I would like to point out that the nuclear industry is one of the few which has worked out a method for isolating the worst forms of its waste from humans / the environment until it is no longer a threat. Wastes from other sectors will stay nasty and horrible forever. For example asbestos waste will remain hazardous forever and so will heavy metal waste from electrical batteries (NiCd cells). I would like to suggest that Natalia that she should consider this issue.

I would also like to point out that the worst accidents I can think of in the energy sector have been outside the nuclear industry, for example back in the 1960s a spoil heap at a Welsh coal mine slide down a hill and killed almost every last child in a primary school (Aberfan). If society or Natalia wants to have a debate on the safety of the nuclear sector that is fine by me, but we need to consider the whole of the energy sector rather than cherry picking the parts we want to discuss or be opposed to. I will be blogging on this in greater detail in the near future.

Testilying and the environmental movement

Dear Reader,

Twenty years ago or so the late Dennis Evans told me a story about some cops who thought that they would tell a “white lie” to protect society (I have no idea where this vile story occurred or if Dennis had made it up or not). What happened was these boys in blue raided a drug dealer’s hotel room. They find some packets of cocaine. Then to make sure that the man went away for longer they plant some extra packets of cocaine. I imagine that they wanted to make sure that the judge sent the vile coke dealer away for decades rather than just sending him to HMP holidaycamp for a few years.

The core thesis of the prosecution was that the man was a cocaine dealer who was mixing cocaine with sugar to turn a larger profit and that all the packets had come from a common source. The fact that different packets had different sugar levels made it look like the dealer was mixing purer cocaine with sugar to make a less pure grade.

The police’s expert issued a report on on cocaine content of each packet where he/she lumped all the adulterants together. It is a common habit for people in the illegal drug trade to mix illegal drugs with other materials to increase their profit. So it should not be a total shock for the police to have observed some evidence of such behaviour.

Dennis was contracted as an expert witness for the defence, he retested the cocaine and made a point of measuring the different sugars (glucose, fructose, sucrose etc) in the cocaine batches.
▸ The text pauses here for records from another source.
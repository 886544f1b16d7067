//! `mcpscout status`: verify every configured server.

use super::{truncate, SourceArgs};
use mcpscout_mcp::{AggregateReport, ServerStatus};
use std::fmt::Write;

const DETAIL_WIDTH: usize = 60;

/// Handle the status command.
pub async fn handle_status(source: &SourceArgs, json: bool) -> anyhow::Result<()> {
    let cwd = source.cwd()?;
    let discovery = source.discovery()?;

    let report = discovery.servers_status(&cwd).await;

    if json {
        println!("{}", serde_json::to_string_pretty(&report)?);
    } else {
        print!("{}", render_report(&report));
    }
    Ok(())
}

/// Render the report as a table.
pub fn render_report(report: &AggregateReport) -> String {
    if report.is_empty() {
        return "No MCP servers configured.\n".to_string();
    }

    let mut out = String::new();
    let _ = writeln!(out, "{:<20} {:<16} {:<10} {}", "NAME", "TYPE", "STATUS", "DETAIL");
    let _ = writeln!(out, "{}", "-".repeat(72));

    for status in report {
        let kind = status.transport.map(|k| k.label()).unwrap_or("-");
        let _ = writeln!(
            out,
            "{:<20} {:<16} {:<10} {}",
            status.name,
            kind,
            status.status.as_str(),
            truncate(&detail(status), DETAIL_WIDTH)
        );
    }

    let _ = writeln!(
        out,
        "\n{} of {} connected",
        report.connected_count(),
        report.len()
    );
    out
}

fn detail(status: &ServerStatus) -> String {
    if let Some(error) = &status.error {
        return error.clone();
    }
    match &status.server_info {
        Some(info) => match &info.version {
            Some(version) => format!("{} {version}", info.name),
            None => info.name.clone(),
        },
        None => String::new(),
    }
}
He found a purer packet which the police claimed was the parent of the less pure cocaine contained a sugar which did not appear in the less pure packets.

Armed with this information the defence was able to prove that the story that the police were telling was false. They showed that someone (the police) had planted at least one packet in the room. They then suggested to the jury that all the cocaine had been planted in the room. The man then was acquitted on all charges and walked away from the court, I imagine without a stain on his vile character.

While some people might think “I have nothing to do with drugs” and “I am not a policeman” so this story has nothing to do with me. I would say that these people are being very foolish, this is a cautionary tale about telling a “white lie” to get the job done. This is an example of testilying and the vile perils it brings.

It is better to tell the truth about something even if you think by exaggerating that you will be more likely to get the outcome that you want.

Before we go any further I would like to make something clear to those of you who are not regulars here on my blog, I have to agree with the greens, antinuclear lobby or whatever you want to call them or be called yourself (if you are a member of the antinuclear lobby) that the Chernobyl and Fukushima events are horrible. These are events which need to be avoided where possible, and if total avoidance is not possible then these types of events need to be mitigated to eliminate the threat to the general public.

My (or your) revulsion at serious nuclear accidents is not however a license to exaggerate or attempt to use these events to score cheap political points. Frankly those who use these events for selfish ends disgust me just as much as the 19^th century mill owners who thought it was quite reasonable to force young children to work in dangerous factories, clean chimneys or go down the coal mine.

My loathing of serious nuclear accidents is one of the reasons why I devote time and energy doing research on trying to prevent a nuclear accident causing harm to the general public. In order to protect ourselves against reactor accidents we need to understand them, part of the quest to understand them involves a quest for truth and an insight. During this quest I am doing my best to share whatever grains of truth I uncover with others, and also to point out silly ideas when I find them. One of the things which irks me is when people exaggerate the consequences of an event, the fact that an event is horrible is not a license to lie. To me the exaggeration of the event is as wrong as a person falsely claiming that it is less bad than it really is.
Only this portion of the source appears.